* **GOAL OF THE EXERCISE**
Set down word for word each line from the start of the listing through the line that contains "and the scheduler.", both included.

* **THE INPUT**

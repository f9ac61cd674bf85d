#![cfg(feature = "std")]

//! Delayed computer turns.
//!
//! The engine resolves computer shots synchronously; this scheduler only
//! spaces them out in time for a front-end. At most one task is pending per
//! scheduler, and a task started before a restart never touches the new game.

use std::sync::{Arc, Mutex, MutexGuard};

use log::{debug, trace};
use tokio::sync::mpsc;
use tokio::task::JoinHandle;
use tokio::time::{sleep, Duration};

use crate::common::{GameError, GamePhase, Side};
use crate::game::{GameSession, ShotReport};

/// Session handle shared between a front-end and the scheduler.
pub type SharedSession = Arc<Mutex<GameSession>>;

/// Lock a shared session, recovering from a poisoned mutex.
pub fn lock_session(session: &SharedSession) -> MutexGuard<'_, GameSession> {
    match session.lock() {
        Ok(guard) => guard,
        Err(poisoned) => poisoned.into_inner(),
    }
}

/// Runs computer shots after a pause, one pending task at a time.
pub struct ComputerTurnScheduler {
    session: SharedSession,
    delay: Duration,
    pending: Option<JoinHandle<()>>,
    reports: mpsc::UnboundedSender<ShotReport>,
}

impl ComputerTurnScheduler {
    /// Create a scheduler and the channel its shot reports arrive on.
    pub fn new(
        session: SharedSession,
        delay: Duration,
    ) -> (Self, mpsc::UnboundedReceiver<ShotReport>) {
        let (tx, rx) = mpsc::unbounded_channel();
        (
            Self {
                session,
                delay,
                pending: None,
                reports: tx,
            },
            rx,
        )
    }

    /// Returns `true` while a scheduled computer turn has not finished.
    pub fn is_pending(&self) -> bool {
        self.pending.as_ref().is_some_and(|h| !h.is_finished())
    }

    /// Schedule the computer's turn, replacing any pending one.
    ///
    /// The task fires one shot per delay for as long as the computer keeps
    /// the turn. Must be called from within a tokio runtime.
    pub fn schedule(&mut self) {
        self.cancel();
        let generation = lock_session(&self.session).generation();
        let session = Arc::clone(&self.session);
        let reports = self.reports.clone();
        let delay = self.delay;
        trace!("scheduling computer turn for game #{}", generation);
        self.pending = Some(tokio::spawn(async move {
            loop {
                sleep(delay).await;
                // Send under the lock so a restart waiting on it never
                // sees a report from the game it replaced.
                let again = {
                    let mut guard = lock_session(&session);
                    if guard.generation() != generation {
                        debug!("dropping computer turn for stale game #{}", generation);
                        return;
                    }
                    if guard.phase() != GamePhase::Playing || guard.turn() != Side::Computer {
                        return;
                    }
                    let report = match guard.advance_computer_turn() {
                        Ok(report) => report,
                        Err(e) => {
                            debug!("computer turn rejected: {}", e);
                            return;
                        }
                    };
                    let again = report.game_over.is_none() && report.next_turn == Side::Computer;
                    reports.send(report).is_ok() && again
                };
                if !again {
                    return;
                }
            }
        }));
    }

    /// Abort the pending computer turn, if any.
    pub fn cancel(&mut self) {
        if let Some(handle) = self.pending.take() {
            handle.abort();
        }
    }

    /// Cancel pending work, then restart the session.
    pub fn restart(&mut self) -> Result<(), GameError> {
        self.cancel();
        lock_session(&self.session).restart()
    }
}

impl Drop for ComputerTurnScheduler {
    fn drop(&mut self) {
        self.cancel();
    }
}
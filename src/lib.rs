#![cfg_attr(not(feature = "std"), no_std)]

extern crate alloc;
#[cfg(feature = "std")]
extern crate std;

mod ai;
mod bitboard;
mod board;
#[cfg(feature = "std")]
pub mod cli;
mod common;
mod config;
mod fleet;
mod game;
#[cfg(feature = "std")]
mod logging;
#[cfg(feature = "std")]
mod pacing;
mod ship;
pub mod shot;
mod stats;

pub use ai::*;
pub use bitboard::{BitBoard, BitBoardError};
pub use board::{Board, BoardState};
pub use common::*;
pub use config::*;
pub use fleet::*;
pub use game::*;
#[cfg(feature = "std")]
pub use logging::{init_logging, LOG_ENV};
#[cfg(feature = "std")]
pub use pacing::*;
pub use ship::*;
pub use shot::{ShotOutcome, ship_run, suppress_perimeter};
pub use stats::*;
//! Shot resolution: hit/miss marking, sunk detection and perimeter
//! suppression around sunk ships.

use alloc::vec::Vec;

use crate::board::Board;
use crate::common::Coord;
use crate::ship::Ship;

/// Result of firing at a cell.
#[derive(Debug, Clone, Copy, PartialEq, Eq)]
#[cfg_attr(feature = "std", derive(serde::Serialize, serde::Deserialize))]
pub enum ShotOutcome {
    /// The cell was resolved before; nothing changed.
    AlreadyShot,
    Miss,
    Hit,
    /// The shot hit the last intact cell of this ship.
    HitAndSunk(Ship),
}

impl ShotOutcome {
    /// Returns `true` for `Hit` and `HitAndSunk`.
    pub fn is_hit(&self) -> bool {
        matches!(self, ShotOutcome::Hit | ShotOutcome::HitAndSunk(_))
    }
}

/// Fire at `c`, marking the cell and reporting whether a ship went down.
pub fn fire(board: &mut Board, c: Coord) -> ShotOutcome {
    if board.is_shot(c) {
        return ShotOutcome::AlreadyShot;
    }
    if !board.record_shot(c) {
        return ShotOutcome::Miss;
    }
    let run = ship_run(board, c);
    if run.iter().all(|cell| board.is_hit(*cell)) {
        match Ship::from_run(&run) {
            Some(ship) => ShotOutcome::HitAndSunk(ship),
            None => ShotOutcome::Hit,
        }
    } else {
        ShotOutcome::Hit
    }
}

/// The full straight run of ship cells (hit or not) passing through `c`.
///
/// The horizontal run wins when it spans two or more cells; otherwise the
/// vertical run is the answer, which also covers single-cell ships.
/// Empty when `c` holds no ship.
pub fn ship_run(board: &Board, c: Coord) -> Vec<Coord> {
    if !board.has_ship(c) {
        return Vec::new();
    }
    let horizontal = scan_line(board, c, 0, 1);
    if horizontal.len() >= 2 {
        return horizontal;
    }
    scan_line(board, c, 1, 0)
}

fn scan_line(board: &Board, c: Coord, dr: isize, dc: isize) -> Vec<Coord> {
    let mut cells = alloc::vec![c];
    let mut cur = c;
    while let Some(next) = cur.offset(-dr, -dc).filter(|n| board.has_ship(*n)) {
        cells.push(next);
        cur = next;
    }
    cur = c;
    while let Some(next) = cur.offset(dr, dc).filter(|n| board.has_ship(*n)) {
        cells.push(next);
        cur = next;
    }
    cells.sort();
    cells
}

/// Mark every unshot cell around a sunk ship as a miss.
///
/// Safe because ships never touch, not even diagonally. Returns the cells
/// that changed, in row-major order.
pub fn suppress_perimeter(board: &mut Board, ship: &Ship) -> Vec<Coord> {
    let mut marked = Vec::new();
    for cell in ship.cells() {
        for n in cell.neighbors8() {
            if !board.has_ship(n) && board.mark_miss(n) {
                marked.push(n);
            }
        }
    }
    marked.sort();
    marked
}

* **EXPECTED ANSWER**
repository f9ac61cd674bf85d
#![cfg(feature = "std")]

//! Delayed computer turns.
//!
//! The engine resolves computer shots synchronously; this scheduler only
//! spaces them out in time for a front-end. At most one task is pending per
//! scheduler, and a task started before a restart never touches the new game.

use std::sync::{Arc, Mutex, MutexGuard};

use log::{debug, trace};
use tokio::sync::mpsc;
use tokio::task::JoinHandle;
use tokio::time::{sleep, Duration};

use crate::common::{GameError, GamePhase, Side};
use crate::game::{GameSession, ShotReport};

/// Session handle shared between a front-end and the scheduler.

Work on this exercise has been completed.